[TASK PROMPT] An exact copy of all the data is the expected answer.

+ + + + +

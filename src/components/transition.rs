/// Eased approach used for hover fades.
pub fn ease_out_cubic(t: f64) -> f64 {
	1.0 - (1.0 - t).powi(3)
}

/// Default easing of zooms and tree re-layouts.
pub fn ease_cubic_in_out(t: f64) -> f64 {
	if t < 0.5 {
		4.0 * t * t * t
	} else {
		1.0 - (-2.0 * t + 2.0).powi(3) / 2.0
	}
}

/// Fixed-length clock advanced by frame deltas.
#[derive(Clone, Copy, Debug, PartialEq)]
pub struct Transition {
	elapsed_ms: f64,
	duration_ms: f64,
}

impl Transition {
	pub fn new(duration_ms: f64) -> Self {
		Self {
			elapsed_ms: 0.0,
			duration_ms: duration_ms.max(0.0),
		}
	}

	pub fn finished() -> Self {
		Self {
			elapsed_ms: 0.0,
			duration_ms: 0.0,
		}
	}

	/// Returns whether the transition is still running afterwards.
	pub fn advance(&mut self, dt_ms: f64) -> bool {
		self.elapsed_ms = (self.elapsed_ms + dt_ms).min(self.duration_ms);
		self.is_running()
	}

	pub fn is_running(&self) -> bool {
		self.elapsed_ms < self.duration_ms
	}

	pub fn progress(&self) -> f64 {
		if self.duration_ms <= 0.0 {
			return 1.0;
		}
		(self.elapsed_ms / self.duration_ms).clamp(0.0, 1.0)
	}

	pub fn eased(&self) -> f64 {
		ease_cubic_in_out(self.progress())
	}
}

#[cfg(test)]
mod tests {
	use super::*;

	#[test]
	fn runs_for_its_duration() {
		let mut t = Transition::new(300.0);
		assert!(t.advance(100.0));
		assert!((t.progress() - 1.0 / 3.0).abs() < 1e-9);
		assert!(!t.advance(250.0));
		assert_eq!(t.progress(), 1.0);
		assert_eq!(t.eased(), 1.0);
	}

	#[test]
	fn zero_length_is_done() {
		assert!(!Transition::finished().is_running());
		assert_eq!(Transition::new(0.0).progress(), 1.0);
	}

	#[test]
	fn easing_endpoints() {
		assert_eq!(ease_cubic_in_out(0.0), 0.0);
		assert_eq!(ease_cubic_in_out(0.5), 0.5);
		assert_eq!(ease_out_cubic(1.0), 1.0);
	}
}
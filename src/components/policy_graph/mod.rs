mod component;
mod forces;
mod highlight;
mod simulation;
mod state;

pub use component::PolicyGraphCanvas;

+ + + + +

[REPLY]
filename src/components/transition.rs
/// Eased approach used for hover fades.
pub fn ease_out_cubic(t: f64) -> f64 {
	1.0 - (1.0 - t).powi(3)
}

/// Default easing of zooms and tree re-layouts.
pub fn ease_cubic_in_out(t: f64) -> f64 {
	if t < 0.5 {
		4.0 * t * t * t
	} else {
		1.0 - (-2.0 * t + 2.0).powi(3) / 2.0
	}
}

/// Fixed-length clock advanced by frame deltas.
#[derive(Clone, Copy, Debug, PartialEq)]
pub struct Transition {
	elapsed_ms: f64,
	duration_ms: f64,
}

impl Transition {
	pub fn new(duration_ms: f64) -> Self {
		Self {
			elapsed_ms: 0.0,
			duration_ms: duration_ms.max(0.0),
		}
	}

	pub fn finished() -> Self {
		Self {
			elapsed_ms: 0.0,
			duration_ms: 0.0,
		}
	}

	/// Returns whether the transition is still running afterwards.
	pub fn advance(&mut self, dt_ms: f64) -> bool {
		self.elapsed_ms = (self.elapsed_ms + dt_ms).min(self.duration_ms);
		self.is_running()
	}

	pub fn is_running(&self) -> bool {
		self.elapsed_ms < self.duration_ms
	}

	pub fn progress(&self) -> f64 {
		if self.duration_ms <= 0.0 {
			return 1.0;
		}
		(self.elapsed_ms / self.duration_ms).clamp(0.0, 1.0)
	}

	pub fn eased(&self) -> f64 {
		ease_cubic_in_out(self.progress())
	}
}

#[cfg(test)]
mod tests {
	use super::*;

	#[test]
	fn runs_for_its_duration() {
		let mut t = Transition::new(300.0);
		assert!(t.advance(100.0));
		assert!((t.progress() - 1.0 / 3.0).abs() < 1e-9);
		assert!(!t.advance(250.0));
		assert_eq!(t.progress(), 1.0);
		assert_eq!(t.eased(), 1.0);
	}

	#[test]
	fn zero_length_is_done() {
		assert!(!Transition::finished().is_running());
		assert_eq!(Transition::new(0.0).progress(), 1.0);
	}

	#[test]
	fn easing_endpoints() {
		assert_eq!(ease_cubic_in_out(0.0), 0.0);
		assert_eq!(ease_cubic_in_out(0.5), 0.5);
		assert_eq!(ease_out_cubic(1.0), 1.0);
	}
}
filename src/components/policy_graph/mod.rs
mod component;
mod forces;
mod highlight;
mod simulation;
mod state;

pub use component::PolicyGraphCanvas;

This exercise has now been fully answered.